**Assigned task**
Repeat each entry in full, exactly.

** Opening Input records block **

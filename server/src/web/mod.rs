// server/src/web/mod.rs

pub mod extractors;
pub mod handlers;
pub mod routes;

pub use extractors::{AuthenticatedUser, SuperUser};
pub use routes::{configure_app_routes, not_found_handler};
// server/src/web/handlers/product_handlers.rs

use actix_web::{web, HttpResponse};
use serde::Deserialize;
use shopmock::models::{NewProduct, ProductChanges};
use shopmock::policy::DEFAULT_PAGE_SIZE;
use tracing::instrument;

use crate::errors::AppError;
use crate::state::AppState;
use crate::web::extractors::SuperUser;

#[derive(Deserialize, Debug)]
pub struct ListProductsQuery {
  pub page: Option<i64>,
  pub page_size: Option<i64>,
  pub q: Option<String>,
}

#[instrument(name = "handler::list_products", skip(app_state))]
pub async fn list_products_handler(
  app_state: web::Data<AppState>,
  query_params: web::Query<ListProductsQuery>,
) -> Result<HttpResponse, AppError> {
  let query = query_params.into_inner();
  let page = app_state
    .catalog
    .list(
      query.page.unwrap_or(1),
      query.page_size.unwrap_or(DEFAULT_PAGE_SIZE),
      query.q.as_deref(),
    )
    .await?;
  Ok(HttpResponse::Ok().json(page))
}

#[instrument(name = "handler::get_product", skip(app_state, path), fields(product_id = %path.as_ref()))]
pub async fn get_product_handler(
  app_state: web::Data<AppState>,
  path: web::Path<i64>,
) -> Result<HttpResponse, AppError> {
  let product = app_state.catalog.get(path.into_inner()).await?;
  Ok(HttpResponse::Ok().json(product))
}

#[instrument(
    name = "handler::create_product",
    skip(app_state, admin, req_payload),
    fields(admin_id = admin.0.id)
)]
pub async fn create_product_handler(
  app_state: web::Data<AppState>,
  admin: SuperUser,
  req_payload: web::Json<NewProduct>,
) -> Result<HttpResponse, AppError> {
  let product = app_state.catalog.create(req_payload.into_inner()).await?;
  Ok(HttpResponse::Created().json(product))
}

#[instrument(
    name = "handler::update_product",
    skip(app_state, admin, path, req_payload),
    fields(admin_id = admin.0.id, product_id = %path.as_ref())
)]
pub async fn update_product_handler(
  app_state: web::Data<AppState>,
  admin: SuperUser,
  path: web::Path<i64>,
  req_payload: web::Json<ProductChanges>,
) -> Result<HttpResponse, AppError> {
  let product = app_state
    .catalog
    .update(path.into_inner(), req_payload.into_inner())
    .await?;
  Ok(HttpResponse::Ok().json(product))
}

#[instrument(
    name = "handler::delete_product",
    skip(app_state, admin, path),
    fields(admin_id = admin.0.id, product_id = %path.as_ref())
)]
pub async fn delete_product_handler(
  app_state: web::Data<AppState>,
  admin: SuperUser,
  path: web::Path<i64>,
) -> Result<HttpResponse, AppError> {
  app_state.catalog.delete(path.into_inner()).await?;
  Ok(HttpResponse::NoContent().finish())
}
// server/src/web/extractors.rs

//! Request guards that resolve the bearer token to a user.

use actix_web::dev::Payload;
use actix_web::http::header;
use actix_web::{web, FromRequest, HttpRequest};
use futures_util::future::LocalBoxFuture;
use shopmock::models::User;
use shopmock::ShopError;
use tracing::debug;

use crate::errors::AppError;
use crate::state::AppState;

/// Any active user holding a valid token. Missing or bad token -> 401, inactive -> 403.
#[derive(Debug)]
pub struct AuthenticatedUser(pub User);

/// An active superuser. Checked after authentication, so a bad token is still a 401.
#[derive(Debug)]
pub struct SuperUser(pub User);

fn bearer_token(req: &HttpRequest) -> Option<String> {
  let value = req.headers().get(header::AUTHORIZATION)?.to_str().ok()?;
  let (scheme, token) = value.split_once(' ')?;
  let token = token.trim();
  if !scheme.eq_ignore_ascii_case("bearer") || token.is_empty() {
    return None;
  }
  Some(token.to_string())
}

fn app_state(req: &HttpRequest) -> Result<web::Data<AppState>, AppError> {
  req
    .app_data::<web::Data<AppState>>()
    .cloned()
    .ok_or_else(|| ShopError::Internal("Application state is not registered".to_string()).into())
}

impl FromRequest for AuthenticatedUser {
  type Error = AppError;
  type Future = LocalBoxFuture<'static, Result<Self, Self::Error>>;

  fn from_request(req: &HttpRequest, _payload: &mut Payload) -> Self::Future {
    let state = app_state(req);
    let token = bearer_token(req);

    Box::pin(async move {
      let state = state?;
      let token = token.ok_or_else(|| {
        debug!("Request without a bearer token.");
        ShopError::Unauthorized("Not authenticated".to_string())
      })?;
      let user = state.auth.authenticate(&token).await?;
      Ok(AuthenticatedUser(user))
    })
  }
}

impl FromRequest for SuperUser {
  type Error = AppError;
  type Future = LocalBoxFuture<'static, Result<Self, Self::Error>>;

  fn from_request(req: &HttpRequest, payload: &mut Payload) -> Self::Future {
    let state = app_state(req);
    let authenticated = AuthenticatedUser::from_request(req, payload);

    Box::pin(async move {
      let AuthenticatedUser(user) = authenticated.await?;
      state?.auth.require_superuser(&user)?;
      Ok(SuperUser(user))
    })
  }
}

** Closing Input records block **

**Result of the exercise**
filename server/src/web/mod.rs
// server/src/web/mod.rs

pub mod extractors;
pub mod handlers;
pub mod routes;

pub use extractors::{AuthenticatedUser, SuperUser};
pub use routes::{configure_app_routes, not_found_handler};
// server/src/web/handlers/product_handlers.rs

use actix_web::{web, HttpResponse};
use serde::Deserialize;
use shopmock::models::{NewProduct, ProductChanges};
use shopmock::policy::DEFAULT_PAGE_SIZE;
use tracing::instrument;

use crate::errors::AppError;
use crate::state::AppState;
use crate::web::extractors::SuperUser;

#[derive(Deserialize, Debug)]
pub struct ListProductsQuery {
  pub page: Option<i64>,
  pub page_size: Option<i64>,
  pub q: Option<String>,
}

#[instrument(name = "handler::list_products", skip(app_state))]
pub async fn list_products_handler(
  app_state: web::Data<AppState>,
  query_params: web::Query<ListProductsQuery>,
) -> Result<HttpResponse, AppError> {
  let query = query_params.into_inner();
  let page = app_state
    .catalog
    .list(
      query.page.unwrap_or(1),
      query.page_size.unwrap_or(DEFAULT_PAGE_SIZE),
      query.q.as_deref(),
    )
    .await?;
  Ok(HttpResponse::Ok().json(page))
}

#[instrument(name = "handler::get_product", skip(app_state, path), fields(product_id = %path.as_ref()))]
pub async fn get_product_handler(
  app_state: web::Data<AppState>,
  path: web::Path<i64>,
) -> Result<HttpResponse, AppError> {
  let product = app_state.catalog.get(path.into_inner()).await?;
  Ok(HttpResponse::Ok().json(product))
}

#[instrument(
    name = "handler::create_product",
    skip(app_state, admin, req_payload),
    fields(admin_id = admin.0.id)
)]
pub async fn create_product_handler(
  app_state: web::Data<AppState>,
  admin: SuperUser,
  req_payload: web::Json<NewProduct>,
) -> Result<HttpResponse, AppError> {
  let product = app_state.catalog.create(req_payload.into_inner()).await?;
  Ok(HttpResponse::Created().json(product))
}

#[instrument(
    name = "handler::update_product",
    skip(app_state, admin, path, req_payload),
    fields(admin_id = admin.0.id, product_id = %path.as_ref())
)]
pub async fn update_product_handler(
  app_state: web::Data<AppState>,
  admin: SuperUser,
  path: web::Path<i64>,
  req_payload: web::Json<ProductChanges>,
) -> Result<HttpResponse, AppError> {
  let product = app_state
    .catalog
    .update(path.into_inner(), req_payload.into_inner())
    .await?;
  Ok(HttpResponse::Ok().json(product))
}

#[instrument(
    name = "handler::delete_product",
    skip(app_state, admin, path),
    fields(admin_id = admin.0.id, product_id = %path.as_ref())
)]
pub async fn delete_product_handler(
  app_state: web::Data<AppState>,
  admin: SuperUser,
  path: web::Path<i64>,
) -> Result<HttpResponse, AppError> {
  app_state.catalog.delete(path.into_inner()).await?;
  Ok(HttpResponse::NoContent().finish())
}
// server/src/web/extractors.rs

//! Request guards that resolve the bearer token to a user.

use actix_web::dev::Payload;
use actix_web::http::header;
use actix_web::{web, FromRequest, HttpRequest};
use futures_util::future::LocalBoxFuture;
use shopmock::models::User;
use shopmock::ShopError;
use tracing::debug;

use crate::errors::AppError;
use crate::state::AppState;

/// Any active user holding a valid token. Missing or bad token -> 401, inactive -> 403.
#[derive(Debug)]
pub struct AuthenticatedUser(pub User);

/// An active superuser. Checked after authentication, so a bad token is still a 401.
#[derive(Debug)]
pub struct SuperUser(pub User);

fn bearer_token(req: &HttpRequest) -> Option<String> {
  let value = req.headers().get(header::AUTHORIZATION)?.to_str().ok()?;
  let (scheme, token) = value.split_once(' ')?;
  let token = token.trim();
  if !scheme.eq_ignore_ascii_case("bearer") || token.is_empty() {
    return None;
  }
  Some(token.to_string())
}

fn app_state(req: &HttpRequest) -> Result<web::Data<AppState>, AppError> {
  req
    .app_data::<web::Data<AppState>>()
    .cloned()
    .ok_or_else(|| ShopError::Internal("Application state is not registered".to_string()).into())
}

impl FromRequest for AuthenticatedUser {
  type Error = AppError;
  type Future = LocalBoxFuture<'static, Result<Self, Self::Error>>;

  fn from_request(req: &HttpRequest, _payload: &mut Payload) -> Self::Future {
    let state = app_state(req);
    let token = bearer_token(req);

    Box::pin(async move {
      let state = state?;
      let token = token.ok_or_else(|| {
        debug!("Request without a bearer token.");
        ShopError::Unauthorized("Not authenticated".to_string())
      })?;
      let user = state.auth.authenticate(&token).await?;
      Ok(AuthenticatedUser(user))
    })
  }
}

impl FromRequest for SuperUser {
  type Error = AppError;
  type Future = LocalBoxFuture<'static, Result<Self, Self::Error>>;

  fn from_request(req: &HttpRequest, payload: &mut Payload) -> Self::Future {
    let state = app_state(req);
    let authenticated = AuthenticatedUser::from_request(req, payload);

    Box::pin(async move {
      let AuthenticatedUser(user) = authenticated.await?;
      state?.auth.require_superuser(&user)?;
      Ok(SuperUser(user))
    })
  }
}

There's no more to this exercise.